[Records for the exercise Boundary: Start]
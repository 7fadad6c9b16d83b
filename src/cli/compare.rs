//! Compare command - relative credibility of two statements

use super::{read_statement, Session, SkipNotice};
use crate::compare::{Comparison, Statement};
use crate::reporters::{render_comparison, OutputFormat};
use anyhow::Result;
use std::io::Write;
use std::path::Path;

pub fn run(
    session: &Session,
    first: &Path,
    second: &Path,
    format: OutputFormat,
    out: &mut dyn Write,
) -> Result<()> {
    let first_text = read_statement(first)?;
    let second_text = read_statement(second)?;

    let first_result = session.engine.analyze(&first_text);
    let second_result = session.engine.analyze(&second_text);

    let (Some(a), Some(b)) = (first_result.clone(), second_result.clone()) else {
        if format == OutputFormat::Json {
            let empty = [(first, &first_result), (second, &second_result)]
                .into_iter()
                .filter(|(_, result)| result.is_none())
                .map(|(path, _)| path);
            return SkipNotice::no_words(empty).write_json(out);
        }
        for (slot, path, result) in [
            (Statement::First, first, &first_result),
            (Statement::Second, second, &second_result),
        ] {
            if result.is_none() {
                writeln!(
                    out,
                    "{} ({}) has no words to analyze; comparison skipped.",
                    slot,
                    path.display()
                )?;
            }
        }
        return Ok(());
    };

    let comparison = Comparison::from_results(a, b);
    let rendered = render_comparison(&comparison, session.engine.lexicon(), format, session.color)?;
    out.write_all(rendered.as_bytes())?;
    Ok(())
}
[Records for the exercise Boundary: End]
— What you are asked to do —
Type out the entire listing again, matching every line exactly.

— Solved problem —
repository 7fadad6c9b16d83b
filename src/cli/compare.rs
//! Compare command - relative credibility of two statements

use super::{read_statement, Session, SkipNotice};
use crate::compare::{Comparison, Statement};
use crate::reporters::{render_comparison, OutputFormat};
use anyhow::Result;
use std::io::Write;
use std::path::Path;

pub fn run(
    session: &Session,
    first: &Path,
    second: &Path,
    format: OutputFormat,
    out: &mut dyn Write,
) -> Result<()> {
    let first_text = read_statement(first)?;
    let second_text = read_statement(second)?;

    let first_result = session.engine.analyze(&first_text);
    let second_result = session.engine.analyze(&second_text);

    let (Some(a), Some(b)) = (first_result.clone(), second_result.clone()) else {
        if format == OutputFormat::Json {
            let empty = [(first, &first_result), (second, &second_result)]
                .into_iter()
                .filter(|(_, result)| result.is_none())
                .map(|(path, _)| path);
            return SkipNotice::no_words(empty).write_json(out);
        }
        for (slot, path, result) in [
            (Statement::First, first, &first_result),
            (Statement::Second, second, &second_result),
        ] {
            if result.is_none() {
                writeln!(
                    out,
                    "{} ({}) has no words to analyze; comparison skipped.",
                    slot,
                    path.display()
                )?;
            }
        }
        return Ok(());
    };

    let comparison = Comparison::from_results(a, b);
    let rendered = render_comparison(&comparison, session.engine.lexicon(), format, session.color)?;
    out.write_all(rendered.as_bytes())?;
    Ok(())
}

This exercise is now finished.